Results 1 to 9 of 9
  1. #1
    Join Date
    Mar 2011
    Posts
    20

    Unanswered: DB2 Performance V9.5

    Hi All

    I am a novice DB2 DBA . Our application DB (DB2 V9.5) is encountering performance issue. We noticed a few sort overflow ( above 3%) for a few queries. We have 24 GB Ram , 8 cpus. 4 test databases with STMM enabled.

    The data is huge in environment. Tables contain millions of records.
    No indexes were recommended by db2 advisor. Even a single additional filter on a non-index columns results in poor performance.
    Few queries COUNT(1) returns arithmetic overflow SQL0802N . On trying to use COUNT_BIG(1) no result is returned.
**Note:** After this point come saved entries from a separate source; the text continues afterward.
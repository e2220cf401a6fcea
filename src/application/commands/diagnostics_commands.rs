// src/application/commands/diagnostics_commands.rs
//
// Store diagnostics for administrators

use crate::application::commands::parse_id;
use crate::application::dto::DatabaseStatsDto;
use crate::application::error_handling::{CommandResult, ErrorResponse};
use crate::application::state::AppState;
use crate::error::AppError;
use crate::services::AnimalStatusAudit;

pub async fn get_database_stats(state: &AppState) -> CommandResult<DatabaseStatsDto> {
    match state.session.current() {
        Some(session) if session.is_admin() => {}
        Some(_) => return Err(AppError::forbidden("Administrators only").into()),
        None => {
            return Err(ErrorResponse::from(AppError::Authentication(
                "You must be signed in".to_string(),
            )))
        }
    }

    let stats = state.database_stats()?;
    Ok(DatabaseStatsDto {
        size_bytes: stats.size_bytes,
        animal_count: stats.animal_count,
        adoption_request_count: stats.adoption_request_count,
        user_count: stats.user_count,
    })
}

/// Compare an animal's stored status with the one its requests imply
pub async fn audit_animal_status(
    state: &AppState,
    animal_id: String,
) -> CommandResult<AnimalStatusAudit> {
    let id = parse_id(&animal_id, "animal")?;
    let session = state.session.current();

    Ok(state.adoption_service.audit_animal(session.as_ref(), id)?)
}

#[cfg(test)]
mod tests {
    use super::*;
    use crate::application::commands::{report_animal, sign_up};
    use crate::application::dto::{ReportAnimalDto, SignUpDto};
    use crate::application::error_handling::ErrorType;
    use crate::config::AppConfig;

    async fn state_as(role: &str) -> AppState {
        let state = AppState::bootstrap(&AppConfig::in_memory()).unwrap();
        sign_up(
            &state,
            SignUpDto {
                email: format!("{}@x.io", role),
                password: "secret1".to_string(),
                role: role.to_string(),
                username: None,
            },
        )
        .await
        .unwrap();
        state
    }

    #[tokio::test]
    async fn test_admin_sees_stats() {
        let state = state_as("admin").await;
        report_animal(
            &state,
            ReportAnimalDto {
                name: "Rex".to_string(),
                description: "Shepherd".to_string(),
                photo: None,
                location: None,
            },
        )
        .await
        .unwrap();

        let stats = get_database_stats(&state).await.unwrap();

        assert_eq!(stats.animal_count, 1);
        assert_eq!(stats.user_count, 1);
    }

    #[tokio::test]
    async fn test_user_cannot_see_stats() {
        let state = state_as("user").await;

        let err = get_database_stats(&state).await.unwrap_err();

        assert_eq!(err.error_type, ErrorType::Forbidden);
    }

    #[tokio::test]
    async fn test_fresh_animal_audits_clean() {
        let state = state_as("admin").await;
        let animal = report_animal(
            &state,
            ReportAnimalDto {
                name: "Rex".to_string(),
                description: "Shepherd".to_string(),
                photo: None,
                location: None,
            },
        )
        .await
        .unwrap();

        let audit = audit_animal_status(&state, animal.id).await.unwrap();

        assert!(audit.is_consistent());
        assert_eq!(audit.request_count, 0);
    }
}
It runs for ages.

    Could anyone please help if any configuration updates are needed.
    Please let me know if more details are needed for more clarity

    Below are the DBM and DB configurations

    db2inst1@c01z0090:~> db2 get dbm config | grep MEM

    Size of instance shared memory (4KB) (INSTANCE_MEMORY) = AUTOMATIC(5385068)
    db2inst1@c01z0090:~> db2 get dbm config | grep SHEAP
    Sort heap threshold (4KB) (SHEAPTHRES) = 0
    db2inst1@c01z0090:~> db2 get dbm config | grep INTRA
    Enable intra-partition parallelism (INTRA_PARALLEL) = YES



    Database Configuration for Database aruatdb

    Database configuration release level = 0x0c00
    Database release level = 0x0c00

    Database territory = US
    Database code page = 1208
    Database code set = UTF-8
    Database country/region code = 1
    Database collating sequence = IDENTITY
    Alternate collating sequence (ALT_COLLATE) =
    Number compatibility = OFF
    Varchar2 compatibility = OFF
    Database page size = 4096

    Dynamic SQL Query management (DYN_QUERY_MGMT) = DISABLE

    Discovery support for this database (DISCOVER_DB) = ENABLE

    Restrict access = NO
    Default query optimization class (DFT_QUERYOPT) = 3
    Degree of parallelism (DFT_DEGREE) = ANY
    Continue upon arithmetic exceptions (DFT_SQLMATHWARN) = NO
    Default refresh age (DFT_REFRESH_AGE) = 0
    Default maintained table types for opt (DFT_MTTB_TYPES) = SYSTEM
    Number of frequent values retained (NUM_FREQVALUES) = 10
    Number of quantiles retained (NUM_QUANTILES) = 20

    Decimal floating point rounding mode (DECFLT_ROUNDING) = ROUND_HALF_EVEN

    Backup pending = NO

    Database is consistent = NO
    Rollforward pending = NO
    Restore pending = NO

    Multi-page file allocation enabled = YES

    Log retain for recovery status = NO
    User exit for logging status = NO

    Self tuning memory (SELF_TUNING_MEM) = ON
    Size of database shared memory (4KB) (DATABASE_MEMORY) = AUTOMATIC(4009878)
    Database memory threshold (DB_MEM_THRESH) = 100
    Max storage for lock list (4KB) (LOCKLIST) = AUTOMATIC(256096)
    Percent. of lock lists per application (MAXLOCKS) = AUTOMATIC(98)
    Package cache size (4KB) (PCKCACHESZ) = AUTOMATIC(26653)
    Sort heap thres for shared sorts (4KB) (SHEAPTHRES_SHR) = AUTOMATIC(1637642)
    Sort list heap (4KB) (SORTHEAP) = AUTOMATIC(163764)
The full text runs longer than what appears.